[WORK REQUIRED]: Restate the opening lines of the material below word for word, stopping after the line that contains "per PostScript point.".

[PROVIDED RECORDS]:
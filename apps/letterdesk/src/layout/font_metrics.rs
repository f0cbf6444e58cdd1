//! Static font-metric tables for the standard PDF Helvetica faces.
//!
//! Character widths are in em units (AFM widths / 1000). The tables are exact
//! for the core Helvetica faces, so text measured here lines up with what a PDF
//! viewer draws. Helvetica-Oblique shares the regular widths.
//! All tables cover ASCII 0x20..=0x7E (95 printable characters).
//! Index = (char as usize) - 32.

use std::borrow::Cow;

use serde::{Deserialize, Serialize};

/// Millimetres per PostScript point.
pub const MM_PER_PT: f32 = 25.4 / 72.0;

// ────────────────────────────────────────────────────────────────────────────
// Faces and styles
// ────────────────────────────────────────────────────────────────────────────

#[derive(Debug, Clone, Copy, PartialEq, Eq, Hash, Serialize, Deserialize)]
#[serde(rename_all = "snake_case")]
pub enum FontFace {
    Regular,
    Bold,
    Italic,
}

impl FontFace {
    pub const ALL: [FontFace; 3] = [FontFace::Regular, FontFace::Bold, FontFace::Italic];

    /// PostScript name of the standard Type1 font.
    pub fn base_font(self) -> &'static str {
        match self {
            FontFace::Regular => "Helvetica",
            FontFace::Bold => "Helvetica-Bold",
            FontFace::Italic => "Helvetica-Oblique",
        }
    }

    /// Resource name used inside page content streams.
    pub fn resource_name(self) -> &'static str {
        match self {
            FontFace::Regular => "F1",
            FontFace::Bold => "F2",
            FontFace::Italic => "F3",
        }
    }
}

/// Replaces characters the standard Type1 faces cannot show with the
/// stand-in that is actually drawn. Text must pass through this before it is
/// measured or wrapped so line widths match the page.
pub fn transliterate(text: &str) -> Cow<'_, str> {
    if text.contains('₹') {
        Cow::Owned(text.replace('₹', "Rs."))
    } else {
        Cow::Borrowed(text)
    }
}

/// Size, face and fill gray (0.0 = black, 1.0 = white) of a text run.
#[derive(Debug, Clone, Copy, PartialEq, Serialize, Deserialize)]
pub struct TextStyle {
    pub size_pt: f32,
    pub face: FontFace,
    pub gray: f32,
}

impl TextStyle {
    pub const fn regular(size_pt: f32) -> Self {
        Self {
            size_pt,
            face: FontFace::Regular,
            gray: 0.0,
        }
    }

    pub const fn bold(size_pt: f32) -> Self {
        Self {
            size_pt,
            face: FontFace::Bold,
            gray: 0.0,
        }
    }

    pub const fn muted_italic(size_pt: f32) -> Self {
        Self {
            size_pt,
            face: FontFace::Italic,
            gray: 0.5,
        }
    }
}

// ────────────────────────────────────────────────────────────────────────────
// Page geometry
// ────────────────────────────────────────────────────────────────────────────

/// Fixed page layout in millimetres, origin at the top-left corner.
#[derive(Debug, Clone, Copy, PartialEq, Serialize, Deserialize)]
pub struct PageGeometry {
    pub width_mm: f32,
    pub height_mm: f32,
    /// Content margin on all four sides.
    pub margin_mm: f32,
    /// Inset of the decorative border rectangle from the page edge.
    pub border_inset_mm: f32,
    pub line_height_mm: f32,
}

impl PageGeometry {
    /// Usable text width between the left and right margins.
    pub fn content_width(&self) -> f32 {
        self.width_mm - 2.0 * self.margin_mm
    }

    pub fn top(&self) -> f32 {
        self.margin_mm
    }

    /// Lowest y a line may occupy before a page break is forced.
    pub fn bottom(&self) -> f32 {
        self.height_mm - self.margin_mm
    }

    pub fn center_x(&self) -> f32 {
        self.width_mm / 2.0
    }
}

/// A4 (210 x 297 mm), 20 mm margins, border 10 mm in, 7 mm line height.
pub fn a4_page() -> PageGeometry {
    PageGeometry {
        width_mm: 210.0,
        height_mm: 297.0,
        margin_mm: 20.0,
        border_inset_mm: 10.0,
        line_height_mm: 7.0,
    }
}

// ────────────────────────────────────────────────────────────────────────────
// Text layout capability
// ────────────────────────────────────────────────────────────────────────────

/// Measuring and wrapping text, the only thing the paginator and the PDF writer
/// need to know about fonts.
pub trait TextLayout: Send + Sync {
    /// Rendered width of `text` in millimetres.
    fn text_width(&self, text: &str, style: &TextStyle) -> f32;

    /// Greedy word-wrap to `max_width_mm`. Whitespace-only text yields no lines.
    fn wrap(&self, text: &str, max_width_mm: f32, style: &TextStyle) -> Vec<String>;
}

/// `TextLayout` backed by the static Helvetica tables below.
#[derive(Debug, Clone, Copy, Default)]
pub struct HelveticaLayout;

impl TextLayout for HelveticaLayout {
    fn text_width(&self, text: &str, style: &TextStyle) -> f32 {
        get_metrics(style.face).measure_str(text) * style.size_pt * MM_PER_PT
    }

    fn wrap(&self, text: &str, max_width_mm: f32, style: &TextStyle) -> Vec<String> {
        let metrics = get_metrics(style.face);
        let em_to_mm = style.size_pt * MM_PER_PT;
        let max_width = max_width_mm / em_to_mm;
        let space_w = metrics.space_width;

        let mut lines: Vec<String> = Vec::new();
        let mut current = String::new();
        let mut current_width = 0.0_f32;

        for word in text.split_whitespace() {
            let word_w = metrics.measure_str(word);
            if current.is_empty() {
                current.push_str(word);
                current_width = word_w;
            } else if current_width + space_w + word_w > max_width {
                // Line is full; an over-long word still gets a line of its own.
                lines.push(std::mem::take(&mut current));
                current.push_str(word);
                current_width = word_w;
            } else {
                current.push(' ');
                current.push_str(word);
                current_width += space_w + word_w;
            }
        }
        if !current.is_empty() {
            lines.push(current);
        }
        lines
    }
}

// ────────────────────────────────────────────────────────────────────────────
// Font metric table
// ────────────────────────────────────────────────────────────────────────────

/// Static character-width table for a font face.
///
/// `widths[i]` = width of ASCII character `(i + 32)` in em, covering 0x20
/// (space) through 0x7E (~).
pub struct FontMetricTable {
    widths: [f32; 95],
    /// Fallback width for non-ASCII characters (codepoints > 0x7E).
    pub average_char_width: f32,
    pub space_width: f32,
}

impl FontMetricTable {
    /// Measures the rendered width of a string in em units.
    ///
    /// Non-ASCII characters fall back to `average_char_width`.
    pub fn measure_str(&self, s: &str) -> f32 {
        s.chars()
            .map(|c| {
                let code = c as usize;
                if (32..=126).contains(&code) {
                    self.widths[code - 32]
                } else {
                    self.average_char_width
                }
            })
            .sum()
    }
}

// ────────────────────────────────────────────────────────────────────────────
// Static width tables  (95 ASCII printable characters each)
// ────────────────────────────────────────────────────────────────────────────

/// Helvetica (also used for Helvetica-Oblique).
static HELVETICA_TABLE: FontMetricTable = FontMetricTable {
    #[rustfmt::skip]
    widths: [
        // sp     !      "      #      $      %      &      '      (      )      *      +      ,      -      .      /
        0.278, 0.278, 0.355, 0.556, 0.556, 0.889, 0.667, 0.191, 0.333, 0.333, 0.389, 0.584, 0.278, 0.333, 0.278, 0.278,
        // 0      1      2      3      4      5      6      7      8      9
        0.556, 0.556, 0.556, 0.556, 0.556, 0.556, 0.556, 0.556, 0.556, 0.556,
        // :      ;      <      =      >      ?      @
        0.278, 0.278, 0.584, 0.584, 0.584, 0.556, 1.015,
        // A      B      C      D      E      F      G      H      I      J      K      L      M
        0.667, 0.667, 0.722, 0.722, 0.667, 0.611, 0.778, 0.722, 0.278, 0.500, 0.667, 0.556, 0.833,
        // N      O      P      Q      R      S      T      U      V      W      X      Y      Z
        0.722, 0.778, 0.667, 0.778, 0.722, 0.667, 0.611, 0.722, 0.667, 0.944, 0.667, 0.667, 0.611,
        // [      \      ]      ^      _      `
        0.278, 0.278, 0.278, 0.469, 0.556, 0.333,
        // a      b      c      d      e      f      g      h      i      j      k      l      m
        0.556, 0.556, 0.500, 0.556, 0.556, 0.278, 0.556, 0.556, 0.222, 0.222, 0.500, 0.222, 0.833,
        // n      o      p      q      r      s      t      u      v      w      x      y      z
        0.556, 0.556, 0.556, 0.556, 0.333, 0.500, 0.278, 0.556, 0.500, 0.722, 0.500, 0.500, 0.500,
        // {      |      }      ~
        0.334, 0.260, 0.334, 0.584,
    ],
    average_char_width: 0.52,
    space_width: 0.278,
};

/// Helvetica-Bold.
static HELVETICA_BOLD_TABLE: FontMetricTable = FontMetricTable {
    #[rustfmt::skip]
    widths: [
        // sp     !      "      #      $      %      &      '      (      )      *      +      ,      -      .      /
        0.278, 0.333, 0.474, 0.556, 0.556, 0.889, 0.722, 0.238, 0.333, 0.333, 0.389, 0.584, 0.278, 0.333, 0.278, 0.278,
        // 0      1      2      3      4      5      6      7      8      9
        0.556, 0.556, 0.556, 0.556, 0.556, 0.556, 0.556, 0.556, 0.556, 0.556,
        // :      ;      <      =      >      ?      @
        0.333, 0.333, 0.584, 0.584, 0.584, 0.611, 0.975,
        // A      B      C      D      E      F      G      H      I      J      K      L      M
        0.722, 0.722, 0.722, 0.722, 0.667, 0.611, 0.778, 0.722, 0.278, 0.556, 0.722, 0.611, 0.833,
        // N      O      P      Q      R      S      T      U      V      W      X      Y      Z
        0.722, 0.778, 0.667, 0.778, 0.722, 0.667, 0.611, 0.722, 0.667, 0.944, 0.667, 0.667, 0.611,
        // [      \      ]      ^      _      `
        0.333, 0.278, 0.333, 0.584, 0.556, 0.333,
        // a      b      c      d      e      f      g      h      i      j      k      l      m
        0.556, 0.611, 0.556, 0.611, 0.556, 0.333, 0.611, 0.611, 0.278, 0.278, 0.556, 0.278, 0.889,
        // n      o      p      q      r      s      t      u      v      w      x      y      z
        0.611, 0.611, 0.611, 0.611, 0.389, 0.556, 0.333, 0.611, 0.556, 0.778, 0.556, 0.556, 0.500,
        // {      |      }      ~
        0.389, 0.280, 0.389, 0.584,
    ],
    average_char_width: 0.56,
    space_width: 0.278,
};

/// Returns the static metric table for a face.
pub fn get_metrics(face: FontFace) -> &'static FontMetricTable {
    match face {
        FontFace::Regular | FontFace::Italic => &HELVETICA_TABLE,
        FontFace::Bold => &HELVETICA_BOLD_TABLE,
    }
}

// ────────────────────────────────────────────────────────────────────────────
// Tests
// ────────────────────────────────────────────────────────────────────────────

#[cfg(test)]
mod tests {
    use super::*;

    #[test]
    fn test_measure_str_empty_returns_zero() {
        assert_eq!(get_metrics(FontFace::Regular).measure_str(""), 0.0);
    }

    #[test]
    fn test_measure_str_ascii_characters() {
        // H(0.722) e(0.556) l(0.222) l(0.222) o(0.556)
        let width = get_metrics(FontFace::Regular).measure_str("Hello");
        assert!((width - 2.278).abs() < 1e-3, "Hello width should be ~2.278, got {width}");
    }

    #[test]
    fn test_measure_str_non_ascii_falls_back() {
        let metrics = get_metrics(FontFace::Regular);
        let width = metrics.measure_str("日");
        assert!((width - metrics.average_char_width).abs() < 1e-4);
    }

    #[test]
    fn test_transliterate_rupee() {
        assert_eq!(transliterate("₹5,000"), "Rs.5,000");
        assert!(matches!(transliterate("5,000"), Cow::Borrowed(_)));
    }

    #[test]
    fn test_bold_is_wider_than_regular() {
        let text = "Employment Details";
        assert!(
            get_metrics(FontFace::Bold).measure_str(text)
                > get_metrics(FontFace::Regular).measure_str(text)
        );
    }

    #[test]
    fn test_italic_shares_regular_widths() {
        let text = "computer generated";
        assert_eq!(
            get_metrics(FontFace::Italic).measure_str(text),
            get_metrics(FontFace::Regular).measure_str(text)
        );
    }

    #[test]
    fn test_text_width_scales_with_font_size() {
        let layout = HelveticaLayout;
        let small = layout.text_width("Acme", &TextStyle::regular(10.0));
        let large = layout.text_width("Acme", &TextStyle::regular(20.0));
        assert!((large - 2.0 * small).abs() < 1e-4);
    }

    #[test]
    fn test_wrap_short_text_is_one_line() {
        let lines = HelveticaLayout.wrap("Dear Jane,", 170.0, &TextStyle::regular(11.0));
        assert_eq!(lines, vec!["Dear Jane,"]);
    }

    #[test]
    fn test_wrap_long_text_stays_within_width() {
        let style = TextStyle::regular(11.0);
        let text = "word ".repeat(120);
        let lines = HelveticaLayout.wrap(&text, 170.0, &style);
        assert!(lines.len() > 1);
        for line in &lines {
            assert!(HelveticaLayout.text_width(line, &style) <= 170.0 + 1e-3);
        }
        let rejoined = lines.join(" ");
        assert_eq!(rejoined, text.trim_end());
    }

    #[test]
    fn test_wrap_blank_text_has_no_lines() {
        assert!(HelveticaLayout
            .wrap("   ", 170.0, &TextStyle::regular(11.0))
            .is_empty());
    }

    #[test]
    fn test_wrap_overlong_word_gets_own_line() {
        let style = TextStyle::regular(11.0);
        let long = "x".repeat(200);
        let lines = HelveticaLayout.wrap(&format!("a {long} b"), 50.0, &style);
        assert_eq!(lines, vec!["a".to_string(), long, "b".to_string()]);
    }

    #[test]
    fn test_a4_page_sanity() {
        let page = a4_page();
        assert_eq!(page.content_width(), 170.0);
        assert_eq!(page.top(), 20.0);
        assert_eq!(page.bottom(), 277.0);
        assert_eq!(page.center_x(), 105.0);
    }
}
use std::sync::Arc;

use crate::companies::KeyValueStore;
use crate::hierarchy::HierarchyService;
use crate::layout::{a4_page, HelveticaLayout, PageGeometry, TextLayout};

/// Shared application state injected into all route handlers via Axum extractors.
#[derive(Clone)]
pub struct AppState {
    /// Backs the saved-company lists. Redis in production, in-memory otherwise.
    pub kv: Arc<dyn KeyValueStore>,
    pub hierarchy: HierarchyService,
    /// Text measurement used by the paginator and the PDF writer.
    pub text_layout: Arc<dyn TextLayout>,
    pub page: PageGeometry,
}

impl AppState {
    /// State with Helvetica metrics on an A4 page.
    pub fn new(kv: Arc<dyn KeyValueStore>, hierarchy: HierarchyService) -> Self {
        Self {
            kv,
            hierarchy,
            text_layout: Arc::new(HelveticaLayout),
            page: a4_page(),
        }
    }
}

[RESPONSE BELOW]:
filename apps/letterdesk/src/layout/font_metrics.rs
repository f0cbf6444e58cdd1
//! Static font-metric tables for the standard PDF Helvetica faces.
//!
//! Character widths are in em units (AFM widths / 1000). The tables are exact
//! for the core Helvetica faces, so text measured here lines up with what a PDF
//! viewer draws. Helvetica-Oblique shares the regular widths.
//! All tables cover ASCII 0x20..=0x7E (95 printable characters).
//! Index = (char as usize) - 32.

use std::borrow::Cow;

use serde::{Deserialize, Serialize};

/// Millimetres per PostScript point.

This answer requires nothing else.